Hard filters act as gates. A pain point scoring 8.8 but with specificity below 3.0 gets dropped. This enforces data quality without touching the formula.
The optional LLM layer
For users who want deeper analysis, I built an optional two-stage LLM pipeline on top of the base scoring. It is completely opt-in; you only pay if you choose it.
Stage 1: Batch pre-filter (~0.001 USD per post). Classify each high-scoring pain point as relevant, irrelevant, or tangential. Reduces noise, focuses expensive analysis on real signals.
Stage 2: Insight extraction (~0.01 USD per post). Synthesize a 1-2 paragraph brief of each pain point, what the problem is, who is affected, and why it matters.
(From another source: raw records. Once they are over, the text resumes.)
// src/format.rs
//! Render-time number formatting. Animated values stay full precision until
//! they hit this module.

use num_format::{Locale, ToFormattedString};

/// Shown for values that cannot be rendered (NaN, infinities).
pub const PLACEHOLDER: &str = "--";

#[derive(Debug, Clone)]
pub struct NumberFormat {
    pub locale: Locale,
    pub fraction_digits: usize,
    pub prefix: String,
    pub suffix: String,
}

impl Default for NumberFormat {
    fn default() -> Self {
        Self {
            locale: Locale::en,
            fraction_digits: 0,
            prefix: String::new(),
            suffix: String::new(),
        }
    }
}

impl NumberFormat {
    pub fn with_digits(fraction_digits: usize) -> Self {
        Self {
            fraction_digits,
            ..Self::default()
        }
    }

    pub fn locale(mut self, locale: Locale) -> Self {
        self.locale = locale;
        self
    }

    pub fn prefix(mut self, prefix: impl Into<String>) -> Self {
        self.prefix = prefix.into();
        self
    }

    pub fn suffix(mut self, suffix: impl Into<String>) -> Self {
        self.suffix = suffix.into();
        self
    }

    /// `1234567.891` with 2 digits -> `1,234,567.89` (en).
    pub fn render(&self, value: f64) -> String {
        if !value.is_finite() {
            return PLACEHOLDER.to_string();
        }
        let fixed = format!("{:.*}", self.fraction_digits, value.abs());
        let (int_part, frac_part) = match fixed.split_once('.') {
            Some((i, f)) => (i, Some(f)),
            None => (fixed.as_str(), None),
        };
        let grouped = int_part
            .parse::<u128>()
            .map(|n| n.to_formatted_string(&self.locale))
            .unwrap_or_else(|_| int_part.to_string());

        // Rounded to zero means no sign, never "-0.00".
        let is_zero = fixed.bytes().all(|b| b == b'0' || b == b'.');
        let sign = if value < 0.0 && !is_zero {
            self.locale.minus_sign()
        } else {
            ""
        };

        let extra = self.prefix.len() + self.suffix.len() + 8;
        let mut out = String::with_capacity(fixed.len() + extra);
        out.push_str(sign);
        out.push_str(&self.prefix);
        out.push_str(&grouped);
        if let Some(frac) = frac_part {
            out.push_str(self.locale.decimal());
            out.push_str(frac);
        }
        out.push_str(&self.suffix);
        out
    }
}

#[cfg(test)]
mod tests {
    use super::*;

    #[test]
    fn groups_and_rounds() {
        let f = NumberFormat::with_digits(2);
        assert_eq!(f.render(1_234_567.891), "1,234,567.89");
        assert_eq!(f.render(0.5), "0.50");
        assert_eq!(NumberFormat::default().render(2_876_179.4), "2,876,179");
    }

    #[test]
    fn price_precision() {
        let f = NumberFormat::with_digits(8).prefix("$");
        assert_eq!(f.render(0.801_234_57), "$0.80123457");
    }

    #[test]
    fn negative_and_negative_zero() {
        let f = NumberFormat::with_digits(1);
        assert_eq!(f.render(-1_500.26), "-1,500.3");
        assert_eq!(f.render(-0.01), "0.0");
    }

    #[test]
    fn other_locale_separators() {
        let f = NumberFormat::with_digits(2).locale(Locale::de);
        assert_eq!(f.render(1_234.5), "1.234,50");
    }

    #[test]
    fn suffix_and_non_finite() {
        let f = NumberFormat::default().suffix(" CL8Y");
        assert_eq!(f.render(42.0), "42 CL8Y");
        assert_eq!(f.render(f64::NAN), PLACEHOLDER);
        assert_eq!(f.render(f64::INFINITY), PLACEHOLDER);
    }
}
Budget caps prevent surprise bills. Set a max spend: "Extract insights for top 20 pain points, cap at 0.50 USD." The tool stops when you hit the limit.
The base tool works without LLMs. The LLM layer amplifies it. You are never locked into expensive APIs to get value.
Why not a black-box model
A gradient-boosted ensemble could probably score pain points better than my formula. Those systems might outperform static weights.
I did not build one. You cannot debug a black box. If a model says a pain point scores 8.2, you do not know if it is frequency, intensity, or some learned interaction between them. You cannot change your use case without retraining. You cannot understand it, so you cannot trust it.
My YAML weights mean you see exactly why a pain point scored 8.2 versus 6.1. You run the formula by hand. You argue about weights with your team. You adjust for your specific use case. Most importantly, you know what you are optimizing for.
Transparency beats accuracy when accuracy does not tell you why. For an open-source tool meant to be debuggable and configurable, static weights with YAML config are the right tradeoff.